4.2 Diving Deeper into OLS Matrix Representation

In this section, we will review the matrix representation of the OLS regression in more detail and discuss how to derive the estimators for the regression coefficients.²

OLS in Matrix Form: Let \(X\) be an \(n \times k\) matrix where we have observations on k independent variables for n observations. Since our model will usually contain a constant term, one of the columns in the X matrix will contain only ones. This column should be treated exactly the same as any other column in the X matrix.

Let \(Y\) be an \(n \times 1\) vector of observations on the dependent variable. Note: because \(Y\) is a vector (a matrix with just one column), sometimes it is written in lowercase notation as \(\mathbf y\).
Let \(\epsilon\) be an \(n \times 1\) vector of disturbances or errors.
Let \(\beta\) be an \(k \times 1\) vector of unknown population parameters that we want to estimate.

\(\begin{pmatrix} y_1 \\ y_2 \\ y_3 \\ y_4 \\ ... \\ y_n \end{pmatrix}\) = \(\begin{pmatrix} 1 & x_{11} & x_{12} & x_{13} & ... & x_{1k}\\ 1 & x_{21} & x_{22} & x_{23} & ... & x_{2k} \\ 1 & x_{31} & x_{32} & x_{33} & ... & x_{3k}\\ 1 & x_{41} & x_{42} & x_{43} & ... & x_{4k} \\ ... & ... & ... & ... & ... & ... \\ 1 & x_{n1} & x_{n2} & x_{n3} & ... & x_{nk}\end{pmatrix}\) X \(\begin{pmatrix} \alpha \\ \beta_1 \\ \beta_2 \\ \beta_3 \\ ... \\ \beta_k \end{pmatrix}\) + \(\begin{pmatrix} \epsilon_1 \\ \epsilon_2 \\ \epsilon_3 \\ \epsilon_4 \\ ... \\ \epsilon_n \end{pmatrix}\)

Our estimates are then \(\mathbf{ \hat y} = X\hat \beta\). What are the dimensions of this quantity?

Gelman and Hill Section 3.4, pg. 38 provides a nice visual of how this representation maps onto what a typical dataset may look like, where we will try to estimate a set of coefficients that map the relationship between the columns of \(X\) and \(\mathbf y\):

This is a good place to review Gelman and Hill 3.4 on different notations for representing the regression model.

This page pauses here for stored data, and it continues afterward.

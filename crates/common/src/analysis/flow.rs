//! Analyze-and-save
//!
//! Lookup, generate on miss, persist. The (paper_id, user_id) uniqueness
//! constraint settles concurrent misses: the losing insert reads back the
//! winner's record instead of surfacing an error.

use super::AnalysisGenerator;
use crate::db::models::AnalysisRecord;
use crate::db::{AnalysisStore, NewAnalysis};
use crate::errors::{AppError, Result};
use crate::metrics::record_analysis;
use crate::papers::Paper;
use tracing::{debug, info, instrument};
use uuid::Uuid;

/// Stored record plus whether this call generated it
#[derive(Debug, Clone)]
pub struct AnalyzeOutcome {
    pub record: AnalysisRecord,
    pub created: bool,
}

/// Return the user's stored analysis for the paper, generating and storing
/// one first if none exists. A generation failure stores nothing.
#[instrument(skip(store, generator, paper), fields(paper_id = %paper.paper_id))]
pub async fn analyze_and_save<S, G>(
    store: &S,
    generator: &G,
    user_id: Uuid,
    paper: &Paper,
    project_id: Option<Uuid>,
) -> Result<AnalyzeOutcome>
where
    S: AnalysisStore + ?Sized,
    G: AnalysisGenerator + ?Sized,
{
    if let Some(record) = store.get_analysis(&paper.paper_id, user_id).await? {
        debug!("Reusing stored analysis");
        record_analysis(false);
        return Ok(AnalyzeOutcome { record, created: false });
    }

    if let Some(project_id) = project_id {
        store.check_project(project_id, user_id).await?;
    }

    let analysis = generator.analyze(paper).await?;

    let new = NewAnalysis {
        paper_id: paper.paper_id.clone(),
        user_id,
        title: paper.title.clone(),
        analysis,
        project_id,
    };

    match store.create_analysis(new).await {
        Ok(record) => {
            info!(analysis_id = %record.id, model = generator.model_name(), "Analysis stored");
            record_analysis(true);
            Ok(AnalyzeOutcome { record, created: true })
        }
        Err(AppError::Duplicate { .. }) => {
            debug!("Lost insert race, reading back stored analysis");
            let record = store
                .get_analysis_consistent(&paper.paper_id, user_id)
                .await?
                .ok_or_else(|| AppError::not_found("analysis", &paper.paper_id))?;
            record_analysis(false);
            Ok(AnalyzeOutcome { record, created: false })
        }
        Err(e) => Err(e),
    }
}
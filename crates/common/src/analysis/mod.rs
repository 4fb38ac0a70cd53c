//! Paper analysis generation
//!
//! Provides:
//! - The `Analysis` value object (lenient on the way in, strict on the way out)
//! - The fixed instruction template sent to the completion API
//! - `AnalysisGenerator` trait with an OpenAI-compatible client and a mock
//! - The analyze-and-save flow tying generation to persistence

mod flow;
mod model;

pub use flow::{analyze_and_save, AnalyzeOutcome};
pub use model::Analysis;

use crate::config::CompletionConfig;
use crate::errors::{AppError, Result, Upstream};
use crate::metrics::UpstreamTimer;
use crate::papers::Paper;
use async_trait::async_trait;
use serde::{Deserialize, Serialize};
use serde_json::Value;
use std::sync::atomic::{AtomicUsize, Ordering};
use std::sync::Arc;
use std::time::Duration;

/// Parse completion output into an Analysis.
///
/// Fails only when the content is empty, not JSON, or not a JSON object.
pub fn parse_analysis(content: &str) -> Result<Analysis> {
    let malformed = |message: String| AppError::MalformedResponse {
        service: Upstream::Completion,
        message,
    };

    if content.trim().is_empty() {
        return Err(malformed("No response content".to_string()));
    }

    let value: Value = serde_json::from_str(content).map_err(|e| malformed(e.to_string()))?;
    if !value.is_object() {
        return Err(malformed("Expected a JSON object".to_string()));
    }

    let analysis: Analysis = serde_json::from_value(value).map_err(|e| malformed(e.to_string()))?;
    Ok(analysis.normalize_tags())
}

pub const SYSTEM_PROMPT: &str = "You are a research paper analysis assistant. \
Analyze the given paper and provide structured insights. Be concise but thorough and \
focus on the most important aspects. For tags, give 3-4 specific research areas or \
topics that best categorize the paper.";

/// Build the fixed instruction for one paper
pub fn build_prompt(paper: &Paper) -> String {
    let year = paper
        .year
        .map(|y| y.to_string())
        .unwrap_or_else(|| "Unknown".to_string());
    let abstract_text = paper.abstract_text.as_deref().unwrap_or("Not available");

    format!(
        r#"Analyze the following research paper:
Title: {title}
Authors: {authors}
Year: {year}
Abstract: {abstract_text}

Provide a comprehensive analysis including:
1. 3-4 concise tags naming the main research areas and topics (e.g. "Machine Learning", "Computer Vision")
2. A concise summary (2-3 sentences)
3. Key findings and contributions
4. Methodology overview
5. Limitations and potential weaknesses
6. Future research directions
7. Impact on the field

Respond with JSON in exactly this structure:
{{
  "tags": ["string"],
  "summary": "string",
  "keyFindings": ["string"],
  "methodology": "string",
  "limitations": ["string"],
  "futureWork": ["string"],
  "impact": "string"
}}"#,
        title = paper.title,
        authors = paper.author_names(),
    )
}

/// Trait for analysis generation
#[async_trait]
pub trait AnalysisGenerator: Send + Sync {
    /// Generate a fresh analysis; never cached
    async fn analyze(&self, paper: &Paper) -> Result<Analysis>;

    /// Get the model name
    fn model_name(&self) -> &str;
}

/// OpenAI-compatible chat completions client
pub struct OpenAIAnalyzer {
    client: reqwest::Client,
    api_key: String,
    model: String,
    base_url: String,
}

#[derive(Serialize)]
struct ChatRequest<'a> {
    model: &'a str,
    messages: Vec<ChatMessage<'a>>,
    response_format: ResponseFormat,
}

#[derive(Serialize)]
struct ChatMessage<'a> {
    role: &'static str,
    content: &'a str,
}

#[derive(Serialize)]
struct ResponseFormat {
    #[serde(rename = "type")]
    kind: &'static str,
}

#[derive(Deserialize)]
struct ChatResponse {
    #[serde(default)]
    choices: Vec<ChatChoice>,
}

#[derive(Deserialize)]
struct ChatChoice {
    message: ChatResponseMessage,
}

#[derive(Deserialize)]
struct ChatResponseMessage {
    content: Option<String>,
}

impl OpenAIAnalyzer {
    /// Create a new analyzer
    pub fn new(api_key: String, model: String, base_url: Option<String>, timeout: Duration) -> Result<Self> {
        let client = reqwest::Client::builder()
            .timeout(timeout)
            .build()?;

        Ok(Self {
            client,
            api_key,
            model,
            base_url: base_url
                .unwrap_or_else(|| "https://api.openai.com/v1".to_string())
                .trim_end_matches('/')
                .to_string(),
        })
    }

    async fn complete(&self, prompt: &str) -> Result<String> {
        let url = format!("{}/chat/completions", self.base_url);

        let request = ChatRequest {
            model: &self.model,
            messages: vec![
                ChatMessage { role: "system", content: SYSTEM_PROMPT },
                ChatMessage { role: "user", content: prompt },
            ],
            response_format: ResponseFormat { kind: "json_object" },
        };

        let response = self.client
            .post(&url)
            .bearer_auth(&self.api_key)
            .json(&request)
            .send()
            .await
            .map_err(|e| AppError::upstream(Upstream::Completion, format!("Request failed: {}", e)))?;

        if !response.status().is_success() {
            let status = response.status();
            let body = response.text().await.unwrap_or_default();
            return Err(AppError::upstream(
                Upstream::Completion,
                format!("API error {}: {}", status, body),
            ));
        }

        let result: ChatResponse = response.json().await.map_err(|e| AppError::MalformedResponse {
            service: Upstream::Completion,
            message: format!("Failed to parse response: {}", e),
        })?;

        Ok(result
            .choices
            .into_iter()
            .next()
            .and_then(|choice| choice.message.content)
            .unwrap_or_default())
    }
}

#[async_trait]
impl AnalysisGenerator for OpenAIAnalyzer {
    async fn analyze(&self, paper: &Paper) -> Result<Analysis> {
        let prompt = build_prompt(paper);

        let timer = UpstreamTimer::start(Upstream::Completion);
        let result = match self.complete(&prompt).await {
            Ok(content) => parse_analysis(&content),
            Err(e) => Err(e),
        };
        timer.finish(result.is_ok());

        if let Err(ref e) = result {
            tracing::warn!(paper_id = %paper.paper_id, error = %e, "Paper analysis failed");
        }
        result
    }

    fn model_name(&self) -> &str {
        &self.model
    }
}

/// Deterministic analyzer for development and tests
#[derive(Default)]
pub struct MockAnalyzer {
    calls: AtomicUsize,
}

impl MockAnalyzer {
    pub fn new() -> Self {
        Self::default()
    }

    /// Number of analyses generated so far
    pub fn calls(&self) -> usize {
        self.calls.load(Ordering::SeqCst)
    }
}

#[async_trait]
impl AnalysisGenerator for MockAnalyzer {
    async fn analyze(&self, paper: &Paper) -> Result<Analysis> {
        self.calls.fetch_add(1, Ordering::SeqCst);

        let mut tags: Vec<String> = paper
            .fields_of_study
            .clone()
            .unwrap_or_default()
            .into_iter()
            .take(4)
            .collect();
        if tags.is_empty() {
            tags = vec!["Research".to_string(), "Literature".to_string(), "Survey".to_string()];
        }

        Ok(Analysis {
            tags,
            summary: format!("{} is summarized here.", paper.title),
            key_findings: vec![format!("{} reports its main result.", paper.title)],
            methodology: "Described in the paper.".to_string(),
            limitations: vec!["Not assessed by the mock analyzer.".to_string()],
            future_work: vec!["Follow-up studies.".to_string()],
            impact: format!("Cited {} times.", paper.citation_count),
        }
        .normalize_tags())
    }

    fn model_name(&self) -> &str {
        "mock-analyzer"
    }
}

/// Create an analyzer based on configuration
pub fn create_analyzer(config: &CompletionConfig) -> Result<Arc<dyn AnalysisGenerator>> {
    match config.provider.as_str() {
        "openai" => {
            let key = config.api_key.clone().ok_or_else(|| AppError::Configuration {
                message: "completion.api_key is required for the openai provider".to_string(),
            })?;
            Ok(Arc::new(OpenAIAnalyzer::new(
                key,
                config.model.clone(),
                config.api_base.clone(),
                Duration::from_secs(config.timeout_secs),
            )?))
        }
        "mock" => Ok(Arc::new(MockAnalyzer::new())),
        other => Err(AppError::Configuration {
            message: format!("Unknown completion provider: {}", other),
        }),
    }
}
//! The analysis value object and its lenient decoding

use sea_orm::FromJsonQueryResult;
use serde::{Deserialize, Deserializer, Serialize};
use serde_json::Value;

/// Structured commentary on one paper.
///
/// Upstream output is best-effort: list fields may arrive as a single
/// string, text fields as lists, and any field may be missing. All of
/// those are coerced here so storage and rendering never see a bad shape.
#[derive(Clone, Debug, Default, PartialEq, Eq, Serialize, Deserialize, FromJsonQueryResult)]
#[serde(rename_all = "camelCase")]
pub struct Analysis {
    #[serde(default, deserialize_with = "lenient_list")]
    pub tags: Vec<String>,
    #[serde(default, deserialize_with = "lenient_text")]
    pub summary: String,
    #[serde(default, deserialize_with = "lenient_list")]
    pub key_findings: Vec<String>,
    #[serde(default, deserialize_with = "lenient_text")]
    pub methodology: String,
    #[serde(default, deserialize_with = "lenient_list")]
    pub limitations: Vec<String>,
    #[serde(default, deserialize_with = "lenient_list")]
    pub future_work: Vec<String>,
    #[serde(default, deserialize_with = "lenient_text")]
    pub impact: String,
}

impl Analysis {
    /// Trim tags, drop empties and repeats, keep first-seen order
    pub fn normalize_tags(mut self) -> Self {
        let mut seen = Vec::with_capacity(self.tags.len());
        for tag in self.tags.drain(..) {
            let tag = tag.trim().to_string();
            if !tag.is_empty() && !seen.contains(&tag) {
                seen.push(tag);
            }
        }
        self.tags = seen;
        self
    }
}

fn value_to_text(value: Value) -> Option<String> {
    match value {
        Value::Null => None,
        Value::String(s) => Some(s),
        other => Some(other.to_string()),
    }
}

fn lenient_list<'de, D>(deserializer: D) -> Result<Vec<String>, D::Error>
where
    D: Deserializer<'de>,
{
    let value = Value::deserialize(deserializer)?;
    Ok(match value {
        Value::Null => Vec::new(),
        Value::Array(items) => items.into_iter().filter_map(value_to_text).collect(),
        Value::String(s) if s.trim().is_empty() => Vec::new(),
        other => value_to_text(other).into_iter().collect(),
    })
}

fn lenient_text<'de, D>(deserializer: D) -> Result<String, D::Error>
where
    D: Deserializer<'de>,
{
    let value = Value::deserialize(deserializer)?;
    Ok(match value {
        Value::Array(items) => items
            .into_iter()
            .filter_map(value_to_text)
            .collect::<Vec<_>>()
            .join("\n"),
        other => value_to_text(other).unwrap_or_default(),
    })
}

#[cfg(test)]
mod tests {
    use super::*;
    use sea_orm::sea_query::ValueType;

    #[test]
    fn test_json_column_value() {
        let analysis = Analysis {
            tags: vec!["NLP".into()],
            summary: "Short".into(),
            key_findings: vec!["One".into(), "Two".into()],
            ..Default::default()
        };

        let value: sea_orm::Value = analysis.clone().into();
        assert!(matches!(value, sea_orm::Value::Json(Some(_))));
        assert_eq!(<Analysis as ValueType>::try_from(value).unwrap(), analysis);
    }
}
//! API handlers module

pub mod analyses;
pub mod analyze;
pub mod health;
pub mod notion;
pub mod papers;
pub mod projects;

4.2.1 Estimating the Coefficients

Models generally start with some goal. In OLS, our goal is to minimize the sum of squared “residuals.” Here is a video I created to explain why we can represent this as \(\mathbf{e'}\mathbf{e}\).

Note: at the end of the video it should read \(X\hat\beta\), not \(\hat X \beta\)

What is a residual? It’s the difference between y and our estimate of y: \(y - \hat y\). It represents the error in our prediction– how far off our estimate is of the outcome.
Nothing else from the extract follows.